==== Recorded information

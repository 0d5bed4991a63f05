// Bearer token acquisition for the MEMD API
//
// Tokens come from a password grant against `{base}/v2/token`. A token is
// valid while `now < last_refreshed + expires_in` and is fetched lazily on
// first use and again whenever it has expired.

use chrono::{DateTime, Duration, Utc};
use reqwest::blocking::Client;
use reqwest::header::ACCEPT;
use serde::{Deserialize, Serialize};
use tracing::debug;

use super::error::{ApiError, ApiResult};
use crate::config::ApiConfig;
use crate::utils::duration_serde;

/// A bearer token issued by the token endpoint
#[derive(Debug, Clone, PartialEq, Serialize, Deserialize)]
pub struct AccessToken {
    /// Token value sent in the `Authorization` header
    pub access_token: String,
    /// Token type reported by the server, normally `bearer`
    pub token_type: String,
    /// Lifetime from the moment of refresh
    #[serde(with = "duration_serde")]
    pub expires_in: Duration,
    /// When this token was obtained
    pub last_refreshed: DateTime<Utc>,
}

impl AccessToken {
    /// Check whether the token has expired at the given instant
    pub fn is_expired_at(&self, now: DateTime<Utc>) -> bool {
        now >= self.last_refreshed + self.expires_in
    }

    /// Check whether the token has expired now
    pub fn is_expired(&self) -> bool {
        self.is_expired_at(Utc::now())
    }

    /// Value for the `Authorization` header
    pub fn authorization(&self) -> String {
        format!("Bearer {}", self.access_token)
    }
}

/// Wire shape of a successful token response
#[derive(Debug, Deserialize)]
struct TokenResponse {
    access_token: String,
    #[serde(default = "default_token_type")]
    token_type: String,
    #[serde(default)]
    expires_in: i64,
}

fn default_token_type() -> String {
    "bearer".to_string()
}

/// Owns the current bearer token and refreshes it when needed
#[derive(Debug)]
pub struct TokenManager {
    token_url: String,
    username: String,
    password: String,
    client_id: String,
    client_secret: String,
    token: Option<AccessToken>,
}

impl TokenManager {
    /// Create a token manager for the configured API
    pub fn new(config: &ApiConfig) -> Self {
        Self {
            token_url: format!("{}/v2/token", config.base_url.trim_end_matches('/')),
            username: config.username.clone(),
            password: config.password.clone(),
            client_id: config.client_id.clone(),
            client_secret: config.client_secret.clone(),
            token: None,
        }
    }

    /// Whether a fresh token must be requested before the next call
    pub fn needs_refresh(&self) -> bool {
        self.token.as_ref().map_or(true, |token| token.is_expired())
    }

    /// The current token, if one has been obtained
    pub fn current(&self) -> Option<&AccessToken> {
        self.token.as_ref()
    }

    /// Return a valid token, requesting a new one if missing or expired
    pub fn get_token(&mut self, http: &Client) -> ApiResult<&AccessToken> {
        if self.needs_refresh() {
            let token = self.request_token(http)?;
            self.token = Some(token);
        }

        self.token.as_ref().ok_or_else(|| ApiError::InvalidResponse {
            url: self.token_url.clone(),
            message: "no token available after refresh".to_string(),
        })
    }

    fn request_token(&self, http: &Client) -> ApiResult<AccessToken> {
        debug!("Retrieving Bearer Token");

        let form = [
            ("grant_type", "password"),
            ("username", self.username.as_str()),
            ("password", self.password.as_str()),
            ("client_id", self.client_id.as_str()),
            ("client_secret", self.client_secret.as_str()),
        ];
        let response = http
            .post(&self.token_url)
            .header(ACCEPT, "application/json")
            .form(&form)
            .send()
            .map_err(|e| ApiError::from_transport(&self.token_url, e))?;

        let status = response.status();
        debug!(
            "{} {} {}",
            self.token_url,
            status.as_u16(),
            status.canonical_reason().unwrap_or("")
        );

        if !status.is_success() {
            let body = response.text().unwrap_or_default();
            return Err(ApiError::Auth {
                status: status.as_u16(),
                body,
            });
        }

        let data: TokenResponse = response.json().map_err(|e| ApiError::InvalidResponse {
            url: self.token_url.clone(),
            message: e.to_string(),
        })?;

        debug!("Refreshed token, expires in {}", data.expires_in);
        Ok(AccessToken {
            access_token: data.access_token,
            token_type: data.token_type,
            expires_in: Duration::seconds(data.expires_in),
            last_refreshed: Utc::now(),
        })
    }
}

#[cfg(test)]
mod tests {
    use super::*;
    use httpmock::prelude::*;
    use serde_json::json;

    fn config_for(base_url: &str) -> ApiConfig {
        ApiConfig {
            base_url: base_url.to_string(),
            username: "user".to_string(),
            password: "pass".to_string(),
            client_id: "client".to_string(),
            client_secret: "secret".to_string(),
            timeout_seconds: Some(5),
        }
    }

    fn token(expires_in: Duration, last_refreshed: DateTime<Utc>) -> AccessToken {
        AccessToken {
            access_token: "abc".to_string(),
            token_type: "bearer".to_string(),
            expires_in,
            last_refreshed,
        }
    }

    #[test]
    fn test_token_expiry_boundary() {
        let refreshed = Utc::now();
        let token = token(Duration::seconds(60), refreshed);

        assert!(!token.is_expired_at(refreshed));
        assert!(!token.is_expired_at(refreshed + Duration::seconds(59)));
        assert!(token.is_expired_at(refreshed + Duration::seconds(60)));
    }

    #[test]
    fn test_zero_lifetime_is_immediately_expired() {
        let token = token(Duration::zero(), Utc::now());
        assert!(token.is_expired());
        assert_eq!(token.authorization(), "Bearer abc");
    }

    #[test]
    fn test_password_grant_is_cached() {
        let server = MockServer::start();
        let mock = server.mock(|when, then| {
            when.method(POST)
                .path("/v2/token")
                .body_contains("grant_type=password")
                .body_contains("username=user")
                .body_contains("client_secret=secret");
            then.status(200).json_body(json!({
                "access_token": "tok-1",
                "token_type": "bearer",
                "expires_in": 3600
            }));
        });

        let http = Client::new();
        let mut manager = TokenManager::new(&config_for(&server.base_url()));
        assert!(manager.needs_refresh());

        let value = manager.get_token(&http).unwrap().access_token.clone();
        assert_eq!(value, "tok-1");
        manager.get_token(&http).unwrap();

        mock.assert_hits(1);
        assert!(!manager.needs_refresh());
    }

    #[test]
    fn test_trailing_slash_base_url() {
        let server = MockServer::start();
        let mock = server.mock(|when, then| {
            when.method(POST).path("/v2/token");
            then.status(200).json_body(json!({
                "access_token": "tok-2",
                "token_type": "bearer",
                "expires_in": 60
            }));
        });

        let http = Client::new();
        let mut manager = TokenManager::new(&config_for(&format!("{}/", server.base_url())));
        assert_eq!(manager.get_token(&http).unwrap().access_token, "tok-2");
        mock.assert_hits(1);
    }

    #[test]
    fn test_token_failure_is_auth_error() {
        let server = MockServer::start();
        server.mock(|when, then| {
            when.method(POST).path("/v2/token");
            then.status(401).body("invalid_grant");
        });

        let http = Client::new();
        let mut manager = TokenManager::new(&config_for(&server.base_url()));
        match manager.get_token(&http) {
            Err(ApiError::Auth { status, body }) => {
                assert_eq!(status, 401);
                assert_eq!(body, "invalid_grant");
            }
            other => panic!("expected auth error, got {:?}", other),
        }
        assert!(manager.current().is_none());
    }
}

========

Work required: For the string "current", show each line of the entries above where it occurs.

Task solution:
/// Owns the current bearer token and refreshes it when needed
    /// The current token, if one has been obtained
    pub fn current(&self) -> Option<&AccessToken> {
        assert!(manager.current().is_none());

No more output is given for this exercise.